术语“癌症”意指或意在描述哺乳动物的生理状态，其典型特征是细胞生长失控。癌症的实例包括但不限于癌、淋巴瘤、母细胞瘤、肉瘤或白血病。此类癌症的更具体实例包括但不限于大肠癌、肺癌、卵巢癌、子宫癌、子宫内膜癌、唾液腺癌、腹膜癌、输卵管癌、胰腺癌、甲状腺癌、头颈鳞形细胞癌、鼻咽癌、喉癌、肺腺癌、肺鳞癌、肝癌、肝细胞癌、胃肠道癌、成胶质细胞瘤、乳腺癌、脑癌、肾癌、肾细胞癌、结肠癌、直肠癌、前列腺癌、外阴癌、睾丸癌、鳞状细胞癌、小细胞肺癌、子宫颈癌、膀胱癌、视网膜母细胞瘤、神经胶母细胞瘤、间皮瘤、口腔上皮样癌、绒毛膜癌和头颈癌。

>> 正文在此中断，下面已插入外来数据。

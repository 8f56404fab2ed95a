//! Virtual hardware
//!
//! Two hardware types run organisms: the classic heads CPU in [`cpu`] and the
//! gene-expression hardware in [`gx`]. Both implement [`Hardware`]. The
//! register, stack, head and math instructions they share are provided once
//! by the [`base::CpuCore`] trait; each hardware only adds its own
//! allocation, divide and programid handling.
//!
//! Everything an instruction needs from outside the CPU comes in through an
//! [`ExecContext`]: the instruction set, hardware knobs, the task
//! environment, the organism host and the random source.

pub mod base;
pub mod cpu;
pub mod gx;
pub mod programid;

use rand::rngs::StdRng;
use rand::Rng;
use serde::{Deserialize, Serialize};

use crate::environment::TaskEvaluator;
use crate::inst_lib::HardwareKind;
use crate::inst_set::InstSet;
use crate::organism::{test_prob, FaultKind, FaultLocation, OrgState, OrganismHost};
use crate::sequence::{Instruction, Sequence};

pub use cpu::HardwareCpu;
pub use gx::HardwareGx;

/// How newly allocated memory is filled.
#[derive(Clone, Copy, Debug, Default, PartialEq, Eq, Serialize, Deserialize)]
#[serde(rename_all = "snake_case")]
pub enum AllocMethod {
    /// Fill with the default instruction
    #[default]
    Default,
    /// Reuse whatever the memory held before it last shrank
    Necro,
    /// Fill with random instructions
    Random,
}

/// What happens to the parent after a successful divide.
#[derive(Clone, Copy, Debug, Default, PartialEq, Eq, Serialize, Deserialize)]
#[serde(rename_all = "snake_case")]
pub enum DivideMethod {
    /// Parent resets to a fresh copy of its genome
    #[default]
    Split,
    /// Parent keeps running where it left off
    Birth,
}

/// Hardware configuration shared by both hardware types.
#[derive(Debug, Clone, Serialize, Deserialize)]
#[serde(default)]
pub struct HardwareConfig {
    pub max_label_size: usize,
    /// Only this many nops of a label are marked executed
    pub max_label_exe_size: usize,
    pub child_size_range: f64,
    pub min_copied_lines: f64,
    pub min_exe_lines: f64,
    pub require_allocate: bool,
    pub alloc_method: AllocMethod,
    pub divide_method: DivideMethod,
    pub min_genome_length: usize,
    pub max_genome_length: usize,
    /// Absolute divide bounds, 0 disables
    pub min_genome_size: usize,
    pub max_genome_size: usize,
    pub copy_mut_prob: f64,
    pub divide_mut_prob: f64,
    pub divide_ins_prob: f64,
    pub divide_del_prob: f64,
    /// Instruction budget per organism, 0 for unlimited
    pub max_executed: u64,

    // Gene-expression hardware
    pub max_programids: usize,
    pub max_programid_age: u64,
    pub implicit_gene_expression: bool,
    pub implicit_bg_promoter_rate: f64,
    pub implicit_turnover_rate: f64,
    /// 0 uses the genome length
    pub implicit_max_programid_length: usize,
    pub regulatory_footprint: usize,
    pub min_divide_genome_length: usize,
}

impl Default for HardwareConfig {
    fn default() -> Self {
        Self {
            max_label_size: crate::label::MAX_LABEL_SIZE,
            max_label_exe_size: 1,
            child_size_range: 2.0,
            min_copied_lines: 0.5,
            min_exe_lines: 0.5,
            require_allocate: true,
            alloc_method: AllocMethod::Default,
            divide_method: DivideMethod::Split,
            min_genome_length: 8,
            max_genome_length: 2048,
            min_genome_size: 0,
            max_genome_size: 0,
            copy_mut_prob: 0.0075,
            divide_mut_prob: 0.0,
            divide_ins_prob: 0.0,
            divide_del_prob: 0.0,
            max_executed: 0,
            max_programids: 16,
            max_programid_age: 2000,
            implicit_gene_expression: false,
            implicit_bg_promoter_rate: 0.0,
            implicit_turnover_rate: 0.0,
            implicit_max_programid_length: 0,
            regulatory_footprint: 5,
            min_divide_genome_length: 50,
        }
    }
}

impl HardwareConfig {
    pub fn validate(&self) -> Result<Vec<String>, String> {
        let mut warnings = Vec::new();
        if self.child_size_range < 1.0 {
            return Err(format!("child_size_range must be >= 1 (got {})", self.child_size_range));
        }
        if self.min_genome_length > self.max_genome_length {
            return Err(format!(
                "min_genome_length {} exceeds max_genome_length {}",
                self.min_genome_length, self.max_genome_length
            ));
        }
        if self.max_label_size == 0 || self.max_label_size > crate::label::MAX_LABEL_SIZE {
            return Err(format!(
                "max_label_size must be in 1..={} (got {})",
                crate::label::MAX_LABEL_SIZE,
                self.max_label_size
            ));
        }
        for (name, p) in [
            ("copy_mut_prob", self.copy_mut_prob),
            ("divide_mut_prob", self.divide_mut_prob),
            ("divide_ins_prob", self.divide_ins_prob),
            ("divide_del_prob", self.divide_del_prob),
        ] {
            if !(0.0..=1.0).contains(&p) {
                return Err(format!("{} must be a probability (got {})", name, p));
            }
        }
        if self.max_programids == 0 {
            return Err("max_programids must be at least 1".to_string());
        }
        if self.implicit_gene_expression && self.implicit_bg_promoter_rate == 0.0 {
            warnings.push(
                "implicit gene expression with zero background rate only transcribes from promoters".to_string(),
            );
        }
        if self.max_executed == 0 {
            warnings.push("max_executed is 0: organisms that never divide only stop at the test cycle limit".to_string());
        }
        Ok(warnings)
    }
}

/// Receives one status line per executed cycle.
pub trait Tracer {
    fn trace(&mut self, status: &str);
}

/// Collects trace lines in memory.
#[derive(Debug, Default)]
pub struct BufferTracer {
    pub lines: Vec<String>,
}

impl Tracer for BufferTracer {
    fn trace(&mut self, status: &str) {
        self.lines.push(status.to_string());
    }
}

/// Everything outside the CPU an instruction may touch.
pub struct ExecContext<'a> {
    pub inst_set: &'a InstSet,
    pub config: &'a HardwareConfig,
    pub env: &'a dyn TaskEvaluator,
    pub host: &'a mut dyn OrganismHost,
    pub rng: &'a mut StdRng,
    pub tracer: Option<&'a mut dyn Tracer>,
}

impl ExecContext<'_> {
    pub(crate) fn trace_with(&mut self, status: impl FnOnce() -> String) {
        if let Some(tracer) = self.tracer.as_deref_mut() {
            tracer.trace(&status());
        }
    }
}

/// A virtual CPU able to run one organism.
pub trait Hardware {
    /// Return to the just-born state for `org`'s genome.
    fn reset(&mut self, org: &OrgState, inst_set: &InstSet, config: &HardwareConfig);

    /// Run one scheduling step: one instruction on the classic CPU, one
    /// instruction per runnable programid on the gene-expression hardware.
    fn single_process(&mut self, org: &mut OrgState, ctx: &mut ExecContext<'_>);

    /// The memory the organism executes from.
    fn memory(&self) -> &Sequence;

    /// One-line description of the CPU state.
    fn status(&self, inst_set: &InstSet) -> String;
}

pub fn create_hardware(
    kind: HardwareKind,
    org: &OrgState,
    inst_set: &InstSet,
    config: &HardwareConfig,
) -> Box<dyn Hardware> {
    match kind {
        HardwareKind::Cpu => Box::new(HardwareCpu::new(org, inst_set, config)),
        HardwareKind::Gx => Box::new(HardwareGx::new(org, inst_set, config)),
    }
}

/// An organism's state paired with the hardware running it.
pub struct Organism {
    pub state: OrgState,
    hardware: Box<dyn Hardware>,
}

impl Organism {
    pub fn new(state: OrgState, inst_set: &InstSet, config: &HardwareConfig) -> Self {
        let hardware = create_hardware(inst_set.hardware(), &state, inst_set, config);
        Self { state, hardware }
    }

    pub fn process(&mut self, ctx: &mut ExecContext<'_>) {
        self.hardware.single_process(&mut self.state, ctx);
    }

    pub fn hardware(&self) -> &dyn Hardware {
        self.hardware.as_ref()
    }
}

/// Copy one instruction, replacing it with a random one with probability
/// `prob`. Returns the instruction to write and whether it was mutated.
pub fn copy_with_mutation<R: Rng + ?Sized>(
    src: Instruction,
    prob: f64,
    inst_set: &InstSet,
    rng: &mut R,
) -> (Instruction, bool) {
    if test_prob(prob, rng) {
        (inst_set.random_inst(rng), true)
    } else {
        (src, false)
    }
}

/// Grow `memory` by `allocated_size` after checking every allocation limit.
///
/// `necro_tail` holds what the memory contained past its current end before
/// it last shrank.
#[allow(clippy::too_many_arguments)]
pub(crate) fn allocate_main(
    memory: &mut Sequence,
    allocated_size: i32,
    mal_active: &mut bool,
    necro_tail: &[Instruction],
    org: &mut OrgState,
    inst_set: &InstSet,
    config: &HardwareConfig,
    rng: &mut StdRng,
) -> bool {
    let old_size = memory.len() as i32;
    if !check_allocate(org, config, old_size, allocated_size, *mal_active) {
        return false;
    }
    let new_size = old_size + allocated_size;
    if new_size > config.max_genome_length as i32 || new_size < config.min_genome_length as i32 {
        org.fault(
            FaultLocation::Allocate,
            FaultKind::Error,
            format!("Invalid post-allocate size ({})", new_size),
        );
        return false;
    }

    let old = old_size as usize;
    let new = new_size as usize;
    memory.resize(new, inst_set.default_inst());
    match config.alloc_method {
        AllocMethod::Default => {}
        AllocMethod::Necro => {
            for (pos, &inst) in (old..new).zip(necro_tail.iter()) {
                memory.set(pos, inst);
            }
        }
        AllocMethod::Random => {
            for pos in old..new {
                memory.set(pos, inst_set.random_inst(rng));
            }
        }
    }
    *mal_active = true;
    true
}

/// Allocation limits shared by every allocate instruction.
pub(crate) fn check_allocate(
    org: &mut OrgState,
    config: &HardwareConfig,
    old_size: i32,
    allocated_size: i32,
    mal_active: bool,
) -> bool {
    if config.require_allocate && mal_active {
        org.fault(FaultLocation::Allocate, FaultKind::Error, "Allocate already active");
        return false;
    }
    if allocated_size < 1 {
        org.fault(
            FaultLocation::Allocate,
            FaultKind::Error,
            format!("Allocate of {} too small", allocated_size),
        );
        return false;
    }
    let max_alloc_size = (old_size as f64 * config.child_size_range) as i32;
    if allocated_size > max_alloc_size {
        org.fault(
            FaultLocation::Allocate,
            FaultKind::Error,
            format!("Allocate too large ({} > {})", allocated_size, max_alloc_size),
        );
        return false;
    }
    let max_old_size = (allocated_size as f64 * config.child_size_range) as i32;
    if old_size > max_old_size {
        org.fault(
            FaultLocation::Allocate,
            FaultKind::Error,
            format!("Allocate too small ({} > {})", old_size, max_old_size),
        );
        return false;
    }
    true
}

/// Check that a divide into `parent_size` and `child_size` is viable.
///
/// `count_lines(parent, child)` returns the executed and copied line counts
/// and is only called once both sizes are in range. On success the counts
/// are stored on the phenotype.
pub(crate) fn divide_check_viable(
    org: &mut OrgState,
    config: &HardwareConfig,
    parent_size: i32,
    child_size: i32,
    count_lines: impl FnOnce(usize, usize) -> (usize, usize),
) -> bool {
    let genome_size = org.genome.len() as f64;
    let min_size = (config.min_genome_length as i32).max((genome_size / config.child_size_range) as i32);
    let max_size = (config.max_genome_length as i32).min((genome_size * config.child_size_range) as i32);

    if child_size < min_size || child_size > max_size {
        org.fault(
            FaultLocation::Divide,
            FaultKind::Error,
            format!("Invalid offspring length ({})", child_size),
        );
        return false;
    }
    if parent_size < min_size || parent_size > max_size {
        org.fault(
            FaultLocation::Divide,
            FaultKind::Error,
            format!("Invalid post-divide length ({})", parent_size),
        );
        return false;
    }

    let abs_min = config.min_genome_size as i32;
    let abs_max = config.max_genome_size as i32;
    let outside_abs = |size: i32| (abs_min > 0 && size < abs_min) || (abs_max > 0 && size > abs_max);
    if outside_abs(child_size) {
        org.fault(
            FaultLocation::Divide,
            FaultKind::Error,
            format!("Invalid absolute offspring length ({})", child_size),
        );
        return false;
    }
    if outside_abs(parent_size) {
        org.fault(
            FaultLocation::Divide,
            FaultKind::Error,
            format!("Invalid absolute post-divide length ({})", parent_size),
        );
        return false;
    }

    let (executed_size, copied_size) = count_lines(parent_size as usize, child_size as usize);
    let min_exe_lines = (parent_size as f64 * config.min_exe_lines) as usize;
    if executed_size < min_exe_lines {
        org.fault(
            FaultLocation::Divide,
            FaultKind::Error,
            format!("Too few executed lines ({} < {})", executed_size, min_exe_lines),
        );
        return false;
    }
    let min_copied = (child_size as f64 * config.min_copied_lines) as usize;
    if copied_size < min_copied {
        org.fault(
            FaultLocation::Divide,
            FaultKind::Error,
            format!("Too few copied commands ({} < {})", copied_size, min_copied),
        );
        return false;
    }

    org.phenotype.executed_size = executed_size;
    org.phenotype.copied_size = copied_size;
    org.phenotype.child_copied_size = copied_size;
    true
}

/// Point, insertion and deletion mutations applied to the offspring on divide.
pub(crate) fn divide_do_mutations(org: &mut OrgState, inst_set: &InstSet, config: &HardwareConfig, rng: &mut StdRng) {
    if org.test_divide_mut(rng) && !org.offspring.is_empty() {
        let line = rng.random_range(0..org.offspring.len());
        org.offspring.set(line, inst_set.random_inst(rng));
    }
    if org.test_divide_ins(rng) && org.offspring.len() < config.max_genome_length {
        let line = rng.random_range(0..=org.offspring.len());
        org.offspring.insert(line, inst_set.random_inst(rng));
    }
    if org.test_divide_del(rng) && org.offspring.len() > config.min_genome_length {
        let line = rng.random_range(0..org.offspring.len());
        org.offspring.remove(line);
    }
}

术语“过表达”或“过表达的”可互换地指一种基因，与正常细胞相比，其通常在某些细胞，如癌细胞中以可检测到的更高水平的转录或翻译。过表达可以是蛋白质或RNA的过表达(由于增加的转录，转录后加工，翻译，翻译后加工，改变的稳定性和改变的蛋白质降解)，以及蛋白质运输模式改变导致的局部过表达(核定位增加)和增强的功能活性，例如，如增加底物的酶水解。与正常细胞或对照细胞相比，过表达可以是5％、10％、20％、30％、50％、60％、70％、80％、90％或更多。在某些实施例中，本发明的抗体或抗原结合单元或抗体药物偶联物用于治疗可能表达CLDN18.2的实体瘤。

如本文使用，术语“过表达CLDN18.2的肿瘤”是指过表达CLDN18.2的肿瘤(包括良性肿瘤和癌症)。在一些实施例中，肿瘤样品中的CLDN18.2表达高于免疫组织的背景水平(例如用免疫组织化学染色测定)表明肿瘤是过表达CLDN18.2的肿瘤。检测肿瘤中CLDN18.2表达的方法是本领域已知的，例如免疫组织化学测定法。在一些实施例中，“CLDN18.2阴性细胞”为细胞样品中缺乏高于背景的CLDN18.2的细胞(例如通过免疫组织化学技术测定)。

如本文所用，术语“给予”意指递送物质(例如，抗CLDN18.2抗体或ADC)以实现治疗目的(例如，治疗CLDN18.2相关疾病)。给予方式可以是肠胃外、肠内和局部。肠胃外给予通常是通过注射，包括但不限于静脉、肌肉内、动脉内、鞘内、囊内、眶内、心内、皮内、腹膜内、经气管、皮下、表皮下、关节内、囊下、蛛网膜下、脊柱内、以及胸骨内注射和输注。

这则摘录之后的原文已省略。